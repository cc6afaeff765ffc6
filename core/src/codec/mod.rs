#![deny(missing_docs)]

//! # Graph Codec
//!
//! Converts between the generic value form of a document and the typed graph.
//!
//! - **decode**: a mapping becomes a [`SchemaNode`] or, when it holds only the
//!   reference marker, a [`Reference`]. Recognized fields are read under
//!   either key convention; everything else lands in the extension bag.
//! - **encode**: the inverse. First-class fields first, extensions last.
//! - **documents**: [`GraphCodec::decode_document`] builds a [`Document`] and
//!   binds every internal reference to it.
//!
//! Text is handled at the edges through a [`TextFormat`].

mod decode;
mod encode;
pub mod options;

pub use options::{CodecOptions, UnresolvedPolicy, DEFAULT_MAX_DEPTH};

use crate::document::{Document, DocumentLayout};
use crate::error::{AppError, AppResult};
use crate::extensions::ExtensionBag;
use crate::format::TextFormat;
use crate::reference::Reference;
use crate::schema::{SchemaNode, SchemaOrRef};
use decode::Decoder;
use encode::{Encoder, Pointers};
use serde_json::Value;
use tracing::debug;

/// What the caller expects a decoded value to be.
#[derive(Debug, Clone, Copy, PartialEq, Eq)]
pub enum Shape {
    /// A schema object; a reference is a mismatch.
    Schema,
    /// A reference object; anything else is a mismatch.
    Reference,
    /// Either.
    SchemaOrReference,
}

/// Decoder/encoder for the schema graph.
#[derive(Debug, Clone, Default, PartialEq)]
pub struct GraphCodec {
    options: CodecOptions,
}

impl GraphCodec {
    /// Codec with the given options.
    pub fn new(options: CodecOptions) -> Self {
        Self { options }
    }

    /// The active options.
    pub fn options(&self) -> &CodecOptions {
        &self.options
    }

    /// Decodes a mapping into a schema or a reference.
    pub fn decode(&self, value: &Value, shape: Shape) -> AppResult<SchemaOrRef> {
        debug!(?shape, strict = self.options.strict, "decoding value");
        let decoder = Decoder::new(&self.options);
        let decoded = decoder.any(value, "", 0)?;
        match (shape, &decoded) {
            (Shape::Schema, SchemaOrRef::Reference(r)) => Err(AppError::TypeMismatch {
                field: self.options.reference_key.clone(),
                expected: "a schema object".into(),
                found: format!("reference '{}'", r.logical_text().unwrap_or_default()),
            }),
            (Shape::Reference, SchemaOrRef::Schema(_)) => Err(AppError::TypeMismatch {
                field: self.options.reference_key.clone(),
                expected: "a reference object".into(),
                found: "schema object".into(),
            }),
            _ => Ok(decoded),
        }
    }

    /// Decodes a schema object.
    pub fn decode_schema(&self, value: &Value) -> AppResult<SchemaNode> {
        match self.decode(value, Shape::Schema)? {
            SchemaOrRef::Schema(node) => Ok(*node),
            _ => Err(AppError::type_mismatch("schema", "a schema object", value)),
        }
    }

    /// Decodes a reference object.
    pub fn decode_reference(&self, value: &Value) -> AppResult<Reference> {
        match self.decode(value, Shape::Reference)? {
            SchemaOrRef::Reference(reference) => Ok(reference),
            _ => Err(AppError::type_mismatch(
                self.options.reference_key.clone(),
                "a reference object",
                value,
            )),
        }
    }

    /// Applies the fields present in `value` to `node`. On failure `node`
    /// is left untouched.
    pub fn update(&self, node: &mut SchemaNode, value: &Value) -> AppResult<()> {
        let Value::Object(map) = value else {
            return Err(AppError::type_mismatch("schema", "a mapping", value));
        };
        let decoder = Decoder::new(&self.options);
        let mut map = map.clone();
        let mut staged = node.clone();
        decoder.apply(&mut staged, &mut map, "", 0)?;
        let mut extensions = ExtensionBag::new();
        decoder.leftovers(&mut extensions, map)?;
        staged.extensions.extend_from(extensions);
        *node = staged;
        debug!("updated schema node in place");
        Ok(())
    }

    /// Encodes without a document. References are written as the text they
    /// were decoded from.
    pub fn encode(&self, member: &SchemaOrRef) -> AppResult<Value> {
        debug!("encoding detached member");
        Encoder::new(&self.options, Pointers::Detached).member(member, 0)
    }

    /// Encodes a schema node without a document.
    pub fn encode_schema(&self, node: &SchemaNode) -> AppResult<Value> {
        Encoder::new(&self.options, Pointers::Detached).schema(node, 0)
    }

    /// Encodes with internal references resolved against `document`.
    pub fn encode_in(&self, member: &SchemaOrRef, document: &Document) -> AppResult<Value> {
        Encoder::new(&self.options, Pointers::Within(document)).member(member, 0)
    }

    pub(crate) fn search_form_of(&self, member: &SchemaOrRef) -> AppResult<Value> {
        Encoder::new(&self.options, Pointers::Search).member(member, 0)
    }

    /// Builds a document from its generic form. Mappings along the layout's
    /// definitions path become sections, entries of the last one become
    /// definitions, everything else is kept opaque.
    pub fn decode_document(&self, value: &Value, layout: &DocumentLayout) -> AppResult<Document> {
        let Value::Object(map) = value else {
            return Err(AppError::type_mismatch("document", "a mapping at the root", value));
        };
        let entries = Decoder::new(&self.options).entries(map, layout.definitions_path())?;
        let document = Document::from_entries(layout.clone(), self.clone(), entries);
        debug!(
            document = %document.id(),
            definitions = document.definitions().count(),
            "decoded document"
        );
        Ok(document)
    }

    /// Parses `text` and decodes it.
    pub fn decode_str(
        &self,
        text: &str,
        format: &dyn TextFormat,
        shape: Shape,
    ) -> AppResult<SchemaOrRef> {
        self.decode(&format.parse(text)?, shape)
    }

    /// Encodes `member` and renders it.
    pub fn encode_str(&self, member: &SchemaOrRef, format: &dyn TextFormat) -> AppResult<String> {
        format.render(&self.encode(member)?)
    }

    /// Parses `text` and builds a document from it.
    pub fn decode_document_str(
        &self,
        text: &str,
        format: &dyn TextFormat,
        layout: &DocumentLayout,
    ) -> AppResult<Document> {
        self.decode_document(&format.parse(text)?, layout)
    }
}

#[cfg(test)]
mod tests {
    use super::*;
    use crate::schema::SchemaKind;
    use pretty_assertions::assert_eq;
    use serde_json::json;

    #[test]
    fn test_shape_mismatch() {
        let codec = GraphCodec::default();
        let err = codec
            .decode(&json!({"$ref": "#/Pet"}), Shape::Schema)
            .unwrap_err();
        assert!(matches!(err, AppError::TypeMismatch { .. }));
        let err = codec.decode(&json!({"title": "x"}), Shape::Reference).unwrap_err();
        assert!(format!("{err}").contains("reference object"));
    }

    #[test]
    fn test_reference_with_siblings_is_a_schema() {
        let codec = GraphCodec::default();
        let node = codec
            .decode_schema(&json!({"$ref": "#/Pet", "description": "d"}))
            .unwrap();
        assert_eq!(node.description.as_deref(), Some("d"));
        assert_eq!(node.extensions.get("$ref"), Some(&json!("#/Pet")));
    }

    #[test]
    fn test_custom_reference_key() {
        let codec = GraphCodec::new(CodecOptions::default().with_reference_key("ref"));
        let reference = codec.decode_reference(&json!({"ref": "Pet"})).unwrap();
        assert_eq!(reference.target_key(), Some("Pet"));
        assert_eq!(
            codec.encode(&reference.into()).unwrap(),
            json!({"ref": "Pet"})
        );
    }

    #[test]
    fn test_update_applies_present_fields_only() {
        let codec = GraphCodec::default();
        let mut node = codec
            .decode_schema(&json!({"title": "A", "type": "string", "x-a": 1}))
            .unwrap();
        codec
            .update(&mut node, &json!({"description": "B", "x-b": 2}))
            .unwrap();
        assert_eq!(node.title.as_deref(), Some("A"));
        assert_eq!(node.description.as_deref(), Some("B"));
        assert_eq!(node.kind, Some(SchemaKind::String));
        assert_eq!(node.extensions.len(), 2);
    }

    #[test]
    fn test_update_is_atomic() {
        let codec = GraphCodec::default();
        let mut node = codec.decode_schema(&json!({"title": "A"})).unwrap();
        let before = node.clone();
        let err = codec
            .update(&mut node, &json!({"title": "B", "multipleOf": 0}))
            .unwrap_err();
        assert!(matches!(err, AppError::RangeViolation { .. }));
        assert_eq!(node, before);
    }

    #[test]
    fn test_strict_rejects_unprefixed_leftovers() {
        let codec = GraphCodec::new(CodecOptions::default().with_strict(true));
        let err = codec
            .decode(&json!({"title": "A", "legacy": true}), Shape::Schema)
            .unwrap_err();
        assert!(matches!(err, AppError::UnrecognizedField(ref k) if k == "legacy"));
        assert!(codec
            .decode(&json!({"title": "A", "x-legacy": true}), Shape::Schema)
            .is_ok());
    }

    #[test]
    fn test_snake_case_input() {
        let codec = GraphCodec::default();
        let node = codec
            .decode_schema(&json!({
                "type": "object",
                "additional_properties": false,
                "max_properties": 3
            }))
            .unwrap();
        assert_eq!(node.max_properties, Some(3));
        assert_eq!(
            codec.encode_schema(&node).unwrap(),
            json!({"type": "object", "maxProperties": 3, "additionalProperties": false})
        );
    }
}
□ □ □
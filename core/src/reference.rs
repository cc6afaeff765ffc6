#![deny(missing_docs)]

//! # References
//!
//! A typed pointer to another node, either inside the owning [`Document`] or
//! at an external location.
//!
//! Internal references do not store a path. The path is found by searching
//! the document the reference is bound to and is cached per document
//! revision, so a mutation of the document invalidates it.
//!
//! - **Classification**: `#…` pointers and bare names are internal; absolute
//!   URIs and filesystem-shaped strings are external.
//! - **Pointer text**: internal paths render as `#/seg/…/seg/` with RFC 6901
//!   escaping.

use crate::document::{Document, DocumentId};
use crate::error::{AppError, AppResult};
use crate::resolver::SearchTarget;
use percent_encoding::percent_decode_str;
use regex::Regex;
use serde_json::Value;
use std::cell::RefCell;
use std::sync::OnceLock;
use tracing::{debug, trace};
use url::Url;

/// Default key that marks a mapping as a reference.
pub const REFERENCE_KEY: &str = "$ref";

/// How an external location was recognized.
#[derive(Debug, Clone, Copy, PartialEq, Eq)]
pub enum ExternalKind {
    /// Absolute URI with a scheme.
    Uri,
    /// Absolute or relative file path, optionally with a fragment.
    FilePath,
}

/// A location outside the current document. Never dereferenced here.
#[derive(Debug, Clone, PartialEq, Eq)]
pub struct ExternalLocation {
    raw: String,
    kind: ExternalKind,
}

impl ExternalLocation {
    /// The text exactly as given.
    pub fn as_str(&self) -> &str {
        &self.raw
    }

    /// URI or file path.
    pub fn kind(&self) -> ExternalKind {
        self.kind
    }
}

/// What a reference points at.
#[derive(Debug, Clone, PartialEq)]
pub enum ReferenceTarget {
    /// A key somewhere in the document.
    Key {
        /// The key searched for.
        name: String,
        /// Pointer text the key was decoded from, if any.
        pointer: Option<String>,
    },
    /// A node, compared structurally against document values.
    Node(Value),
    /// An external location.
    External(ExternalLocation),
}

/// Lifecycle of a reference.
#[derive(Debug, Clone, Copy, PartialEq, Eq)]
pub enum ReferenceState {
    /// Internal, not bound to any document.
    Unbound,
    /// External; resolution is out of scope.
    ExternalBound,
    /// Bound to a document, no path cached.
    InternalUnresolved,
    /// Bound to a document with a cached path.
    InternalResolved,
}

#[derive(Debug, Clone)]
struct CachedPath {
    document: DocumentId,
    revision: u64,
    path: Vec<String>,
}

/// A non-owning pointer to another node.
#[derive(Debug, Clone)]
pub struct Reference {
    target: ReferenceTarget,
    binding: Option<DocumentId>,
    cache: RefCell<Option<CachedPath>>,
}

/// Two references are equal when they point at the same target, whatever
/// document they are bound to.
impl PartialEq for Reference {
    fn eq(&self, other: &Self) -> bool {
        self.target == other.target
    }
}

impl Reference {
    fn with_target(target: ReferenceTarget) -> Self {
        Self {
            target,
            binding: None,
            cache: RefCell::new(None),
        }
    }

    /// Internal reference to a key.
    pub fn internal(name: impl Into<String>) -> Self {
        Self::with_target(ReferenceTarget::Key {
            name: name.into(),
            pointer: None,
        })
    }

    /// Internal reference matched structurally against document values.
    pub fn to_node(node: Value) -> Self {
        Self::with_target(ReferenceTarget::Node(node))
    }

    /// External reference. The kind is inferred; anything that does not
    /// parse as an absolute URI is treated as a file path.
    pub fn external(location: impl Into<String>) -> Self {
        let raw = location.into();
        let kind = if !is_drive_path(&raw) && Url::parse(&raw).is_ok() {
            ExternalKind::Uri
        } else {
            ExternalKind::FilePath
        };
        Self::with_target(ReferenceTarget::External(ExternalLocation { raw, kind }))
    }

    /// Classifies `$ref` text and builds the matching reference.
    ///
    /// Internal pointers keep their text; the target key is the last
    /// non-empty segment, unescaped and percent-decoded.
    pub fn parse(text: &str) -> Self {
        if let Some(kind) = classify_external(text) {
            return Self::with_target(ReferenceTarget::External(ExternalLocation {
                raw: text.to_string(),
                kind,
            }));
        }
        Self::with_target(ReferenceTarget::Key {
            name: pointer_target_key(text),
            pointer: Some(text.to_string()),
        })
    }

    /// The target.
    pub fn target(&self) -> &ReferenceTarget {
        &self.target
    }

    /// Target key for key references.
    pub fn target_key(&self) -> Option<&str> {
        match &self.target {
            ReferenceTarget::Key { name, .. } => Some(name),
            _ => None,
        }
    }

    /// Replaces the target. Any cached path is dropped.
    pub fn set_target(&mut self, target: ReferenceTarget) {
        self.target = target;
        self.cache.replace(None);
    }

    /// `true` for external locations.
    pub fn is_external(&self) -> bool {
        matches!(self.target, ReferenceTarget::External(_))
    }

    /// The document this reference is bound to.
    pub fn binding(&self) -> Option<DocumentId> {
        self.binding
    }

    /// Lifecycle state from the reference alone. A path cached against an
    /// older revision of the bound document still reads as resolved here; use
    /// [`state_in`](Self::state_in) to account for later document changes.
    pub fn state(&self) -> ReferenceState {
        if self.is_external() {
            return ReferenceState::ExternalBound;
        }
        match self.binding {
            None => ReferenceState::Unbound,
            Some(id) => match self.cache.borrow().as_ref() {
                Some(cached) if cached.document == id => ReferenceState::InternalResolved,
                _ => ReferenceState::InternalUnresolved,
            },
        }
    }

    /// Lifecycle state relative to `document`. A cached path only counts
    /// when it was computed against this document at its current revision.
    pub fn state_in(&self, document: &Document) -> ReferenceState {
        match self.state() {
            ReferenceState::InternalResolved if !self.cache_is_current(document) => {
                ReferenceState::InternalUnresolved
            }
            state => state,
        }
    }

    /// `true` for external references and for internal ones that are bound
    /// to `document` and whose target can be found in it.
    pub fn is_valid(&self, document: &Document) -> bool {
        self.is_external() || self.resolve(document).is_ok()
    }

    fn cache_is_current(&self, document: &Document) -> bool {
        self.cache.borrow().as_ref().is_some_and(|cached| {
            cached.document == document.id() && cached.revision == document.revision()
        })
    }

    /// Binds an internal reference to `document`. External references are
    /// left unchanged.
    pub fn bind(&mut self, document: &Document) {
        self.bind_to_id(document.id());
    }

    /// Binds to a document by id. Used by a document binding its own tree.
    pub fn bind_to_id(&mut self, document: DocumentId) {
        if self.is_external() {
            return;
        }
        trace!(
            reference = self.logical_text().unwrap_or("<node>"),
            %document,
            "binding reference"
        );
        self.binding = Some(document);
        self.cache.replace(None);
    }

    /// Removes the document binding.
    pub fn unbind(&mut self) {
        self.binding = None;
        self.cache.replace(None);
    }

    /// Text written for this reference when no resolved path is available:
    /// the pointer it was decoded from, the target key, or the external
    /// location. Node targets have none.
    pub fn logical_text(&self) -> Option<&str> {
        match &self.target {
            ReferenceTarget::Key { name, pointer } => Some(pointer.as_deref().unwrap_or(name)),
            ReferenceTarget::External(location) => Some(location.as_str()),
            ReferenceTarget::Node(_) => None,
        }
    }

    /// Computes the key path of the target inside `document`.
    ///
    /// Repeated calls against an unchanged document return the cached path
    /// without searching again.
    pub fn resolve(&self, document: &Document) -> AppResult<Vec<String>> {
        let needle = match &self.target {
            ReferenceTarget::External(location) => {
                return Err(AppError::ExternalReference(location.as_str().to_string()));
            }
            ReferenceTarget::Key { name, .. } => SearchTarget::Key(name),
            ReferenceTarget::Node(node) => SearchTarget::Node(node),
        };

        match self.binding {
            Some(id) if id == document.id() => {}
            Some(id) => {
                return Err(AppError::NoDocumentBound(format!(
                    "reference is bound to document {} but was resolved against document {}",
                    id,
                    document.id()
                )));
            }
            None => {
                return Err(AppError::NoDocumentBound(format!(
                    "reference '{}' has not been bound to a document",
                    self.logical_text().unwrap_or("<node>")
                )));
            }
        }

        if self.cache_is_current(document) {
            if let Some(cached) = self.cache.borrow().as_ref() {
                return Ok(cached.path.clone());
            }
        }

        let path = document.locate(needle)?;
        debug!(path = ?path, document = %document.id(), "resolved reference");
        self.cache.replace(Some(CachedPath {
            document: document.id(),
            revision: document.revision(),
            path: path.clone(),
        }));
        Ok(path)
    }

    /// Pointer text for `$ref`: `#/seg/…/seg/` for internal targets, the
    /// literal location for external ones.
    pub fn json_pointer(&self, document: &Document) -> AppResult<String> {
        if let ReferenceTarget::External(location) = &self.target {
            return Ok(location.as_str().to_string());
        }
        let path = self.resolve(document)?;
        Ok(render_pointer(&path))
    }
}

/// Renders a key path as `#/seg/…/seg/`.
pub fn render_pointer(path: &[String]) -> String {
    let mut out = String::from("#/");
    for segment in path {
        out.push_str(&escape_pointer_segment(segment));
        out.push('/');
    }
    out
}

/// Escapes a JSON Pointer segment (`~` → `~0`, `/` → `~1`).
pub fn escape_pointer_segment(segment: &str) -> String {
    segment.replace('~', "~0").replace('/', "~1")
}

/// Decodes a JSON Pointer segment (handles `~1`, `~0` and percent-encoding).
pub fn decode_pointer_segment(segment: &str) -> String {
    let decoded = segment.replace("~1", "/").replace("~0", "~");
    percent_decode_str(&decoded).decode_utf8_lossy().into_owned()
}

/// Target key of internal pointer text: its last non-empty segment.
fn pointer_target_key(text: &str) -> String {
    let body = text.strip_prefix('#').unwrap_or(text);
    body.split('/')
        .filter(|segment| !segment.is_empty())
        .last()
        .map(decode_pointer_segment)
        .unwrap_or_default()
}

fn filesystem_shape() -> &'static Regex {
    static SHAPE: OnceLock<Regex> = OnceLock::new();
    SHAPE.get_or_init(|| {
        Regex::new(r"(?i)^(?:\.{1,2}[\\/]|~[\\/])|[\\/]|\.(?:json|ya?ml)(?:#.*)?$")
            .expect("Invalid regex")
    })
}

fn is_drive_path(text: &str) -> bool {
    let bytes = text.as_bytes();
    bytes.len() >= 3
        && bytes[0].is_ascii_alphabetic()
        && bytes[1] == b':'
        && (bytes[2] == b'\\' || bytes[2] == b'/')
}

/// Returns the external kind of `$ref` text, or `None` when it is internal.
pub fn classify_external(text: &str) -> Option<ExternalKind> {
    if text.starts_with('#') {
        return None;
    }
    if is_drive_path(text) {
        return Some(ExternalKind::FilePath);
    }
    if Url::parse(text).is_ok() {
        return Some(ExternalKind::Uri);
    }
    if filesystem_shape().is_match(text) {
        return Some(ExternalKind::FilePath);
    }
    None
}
□ □ □
Directions -
Return all lines from the data above with "found" in them.

Reply -
                found: format!("reference '{}'", r.logical_text().unwrap_or_default()),
                found: "schema object".into(),
//! Internal references do not store a path. The path is found by searching
    /// to `document` and whose target can be found in it.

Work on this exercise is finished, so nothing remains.